Le vice-ministre des affaires étrangères, Sergey Ryabkov, a déclaré vendredi qu’aucune réunion n’était prévue au niveau des ministres des affaires étrangères entre la Russie et les États-Unis en marge du G20 à Bali. M. Peskov a déclaré hier que « le conflit en Ukraine peut prendre fin après avoir atteint ses objectifs (ceux de l’opération militaire spéciale) ou en atteignant ces mêmes objectifs par des négociations pacifiques, ce qui est également possible. Kiev ne veut pas de négociations. L’opération militaire spéciale continue. »

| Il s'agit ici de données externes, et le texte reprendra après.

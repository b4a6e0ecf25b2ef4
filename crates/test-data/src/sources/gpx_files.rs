//! Conversion between GPX files and raw receiver fixes.

use std::io::{BufReader, Cursor, Read, Write};
use std::path::Path;

use geo::Point;
use gpx::{Gpx, GpxVersion, Track, TrackSegment, Waypoint, read};
use thiserror::Error;
use time::OffsetDateTime;
use tracing::debug;
use workout::RawFix;

/// Meters of horizontal error per unit of dilution of precision.
const METERS_PER_DOP: f64 = 5.0;
/// Accuracy assumed for points that carry no dilution of precision.
const DEFAULT_ACCURACY_M: f64 = 10.0;

#[derive(Debug, Error)]
pub enum GpxError {
    #[error("IO error: {0}")]
    Io(#[from] std::io::Error),
    #[error("GPX parse error: {0}")]
    Parse(#[from] gpx::errors::GpxError),
    #[error("No tracks found in GPX file")]
    NoTracks,
    #[error("No track points found")]
    NoPoints,
    #[error("Track point {0} has no timestamp")]
    MissingTime(usize),
}

/// Loads and writes GPS tracks as GPX 1.1.
pub struct GpxLoader;

impl GpxLoader {
    /// Loads every point of every track and segment as one flat list of fixes.
    pub fn load_file(path: impl AsRef<Path>) -> Result<Vec<RawFix>, GpxError> {
        let file = std::fs::File::open(path)?;
        Self::load_reader(BufReader::new(file))
    }

    pub fn load_bytes(data: &[u8]) -> Result<Vec<RawFix>, GpxError> {
        Self::load_reader(Cursor::new(data))
    }

    fn load_reader(reader: impl Read) -> Result<Vec<RawFix>, GpxError> {
        let gpx: Gpx = read(reader)?;
        Self::extract_fixes(&gpx)
    }

    fn extract_fixes(gpx: &Gpx) -> Result<Vec<RawFix>, GpxError> {
        if gpx.tracks.is_empty() {
            return Err(GpxError::NoTracks);
        }

        let waypoints = gpx
            .tracks
            .iter()
            .flat_map(|track| &track.segments)
            .flat_map(|segment| &segment.points);

        let mut fixes = Vec::new();
        for (index, waypoint) in waypoints.enumerate() {
            let timestamp = waypoint
                .time
                .map(OffsetDateTime::from)
                .ok_or(GpxError::MissingTime(index))?;
            let point = waypoint.point();
            let horizontal_accuracy = waypoint
                .hdop
                .map_or(DEFAULT_ACCURACY_M, |hdop| hdop * METERS_PER_DOP);

            fixes.push(RawFix {
                latitude: point.y(),
                longitude: point.x(),
                altitude: waypoint.elevation.unwrap_or(0.0),
                horizontal_accuracy,
                vertical_accuracy: waypoint
                    .vdop
                    .map_or(horizontal_accuracy * 1.5, |vdop| vdop * METERS_PER_DOP),
                timestamp,
                speed: waypoint.speed.unwrap_or(-1.0),
            });
        }

        if fixes.is_empty() {
            return Err(GpxError::NoPoints);
        }
        debug!(fixes = fixes.len(), tracks = gpx.tracks.len(), "loaded GPX");

        Ok(fixes)
    }

    /// Writes fixes as a single-segment track.
    ///
    /// GPX times are whole seconds, so sub-second parts are dropped.
    pub fn write_file(
        path: impl AsRef<Path>,
        fixes: &[RawFix],
        name: Option<&str>,
    ) -> Result<(), GpxError> {
        let file = std::fs::File::create(path)?;
        Self::write(file, fixes, name)
    }

    pub fn to_bytes(fixes: &[RawFix], name: Option<&str>) -> Result<Vec<u8>, GpxError> {
        let mut buffer = Vec::new();
        Self::write(&mut buffer, fixes, name)?;
        Ok(buffer)
    }

    fn write(writer: impl Write, fixes: &[RawFix], name: Option<&str>) -> Result<(), GpxError> {
        let waypoints: Vec<Waypoint> = fixes
            .iter()
            .map(|fix| {
                let mut wp = Waypoint::new(Point::new(fix.longitude, fix.latitude));
                wp.elevation = Some(fix.altitude);
                wp.hdop = Some(fix.horizontal_accuracy / METERS_PER_DOP);
                wp.vdop = Some(fix.vertical_accuracy / METERS_PER_DOP);
                if fix.speed >= 0.0 {
                    wp.speed = Some(fix.speed);
                }
                wp.time = OffsetDateTime::from_unix_timestamp(fix.timestamp.unix_timestamp())
                    .ok()
                    .map(gpx::Time::from);
                wp
            })
            .collect();

        let mut track = Track::new();
        track.name = name.map(String::from);
        track.segments = vec![TrackSegment { points: waypoints }];

        let gpx = Gpx {
            version: GpxVersion::Gpx11,
            tracks: vec![track],
            ..Default::default()
        };

        gpx::write(&gpx, writer)?;
        Ok(())
    }
}
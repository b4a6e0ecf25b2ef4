//! Regions that synthetic tracks are placed in.

use rand::Rng;
use workout::BoundingBox;

pub struct Region;

impl Region {
    /// Sierra Nevada trails with large climbs.
    pub const RENO_TAHOE: BoundingBox = BoundingBox::new(39.0, 39.6, -120.5, -119.5);

    /// Front Range foothills.
    pub const BOULDER: BoundingBox = BoundingBox::new(39.9, 40.1, -105.5, -105.2);
}

/// A uniformly random (lat, lon) inside `bounds`.
pub fn random_point(bounds: &BoundingBox, rng: &mut impl Rng) -> (f64, f64) {
    (
        rng.gen_range(bounds.min_lat..bounds.max_lat),
        rng.gen_range(bounds.min_lon..bounds.max_lon),
    )
}

#[cfg(test)]
mod tests {
    use super::*;
    use rand::SeedableRng;
    use rand::rngs::StdRng;

    #[test]
    fn test_random_point_inside() {
        let mut rng = StdRng::seed_from_u64(1);
        for _ in 0..100 {
            let (lat, lon) = random_point(&Region::RENO_TAHOE, &mut rng);
            assert!(Region::RENO_TAHOE.contains(lat, lon));
        }
    }
}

Aux yeux des Russes, la question est de savoir dans quelle mesure l’administration Biden est prête à faire pression sur Kiev. Ryabkov a abordé cet aspect crucial dans des commentaires hier : « Je peux réaffirmer que nous sommes ouverts au dialogue sans aucune condition préalable. Et nous sommes prêts depuis un certain temps. Sur les instructions de ses mécènes occidentaux, Kiev a rompu le dialogue qui, en général, progressait, et un certain document était en préparation. Maintenant, ce sont des choses du passé. Et la suite ne dépend plus de nous.

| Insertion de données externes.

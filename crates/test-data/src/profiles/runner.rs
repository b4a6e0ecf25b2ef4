//! Road and trail runners.

use workout::ActivityType;

use super::AthleteProfile;

/// Road or trail runner.
///
/// - Flat: 3.5 m/s, a little under 5:00/km
/// - Climbing: 15% slower per percent of grade, never below a fifth of base
/// - Descending: 8% faster per percent of grade, capped at 1.5x base
#[derive(Debug, Clone)]
pub struct RunnerProfile {
    /// Flat-ground speed in m/s.
    base_speed: f64,
    /// Coefficient of variation between days.
    variance: f64,
}

impl Default for RunnerProfile {
    fn default() -> Self {
        Self {
            base_speed: 3.5,
            variance: 0.08,
        }
    }
}

impl RunnerProfile {
    /// Runner holding `pace_min_per_km` minutes per kilometer on the flat.
    ///
    /// `with_pace(5.0)` is 3.33 m/s.
    pub fn with_pace(pace_min_per_km: f64) -> Self {
        Self {
            base_speed: 1000.0 / (pace_min_per_km * 60.0),
            ..Default::default()
        }
    }

    /// Competitive runner at 3:30/km.
    pub fn elite() -> Self {
        Self::with_pace(3.5)
    }

    /// Easy jogging pace of 6:00/km.
    pub fn recreational() -> Self {
        Self::with_pace(6.0)
    }
}

impl AthleteProfile for RunnerProfile {
    fn activity_type(&self) -> ActivityType {
        ActivityType::Running
    }

    fn base_speed_mps(&self) -> f64 {
        self.base_speed
    }

    fn grade_factor(&self, grade: f64) -> f64 {
        // 15% slower per percent of climb, 8% faster per percent of descent.
        if grade >= 0.0 {
            (1.0 - grade * 15.0).max(0.2)
        } else {
            (1.0 - grade * 8.0).min(1.5)
        }
    }

    fn variance(&self) -> f64 {
        self.variance
    }
}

« Je peux certainement partager mon opinion ici que si Kiev reçoit un ordre de certaines capitales, il y aurait peut-être une meilleure chance pour ce dialogue. Mais là encore, nous n’avons pas d’obstacles ici et il ne devrait pas y avoir de conditions préalables au dialogue. »
La grande question est de savoir si l’offensive russe, qui devrait commencer en novembre – décembre, aura lieu ou non. Comme l’a conclu une analyse de CNN, « le succès à Kherson pourrait également donner un peu de répit aux unités ukrainiennes épuisées… Mais la Russie dispose de beaucoup d’armes et de dizaines de milliers de troupes nouvellement mobilisées à envoyer au combat, et sa campagne contre les infrastructures ukrainiennes a laissé l’approvisionnement en électricité et en eau suspendu à un fil dans de nombreuses régions. L’Ukraine reçoit lentement des défenses aériennes avancées de la part des donateurs occidentaux, mais elle a une énorme zone à défendre. »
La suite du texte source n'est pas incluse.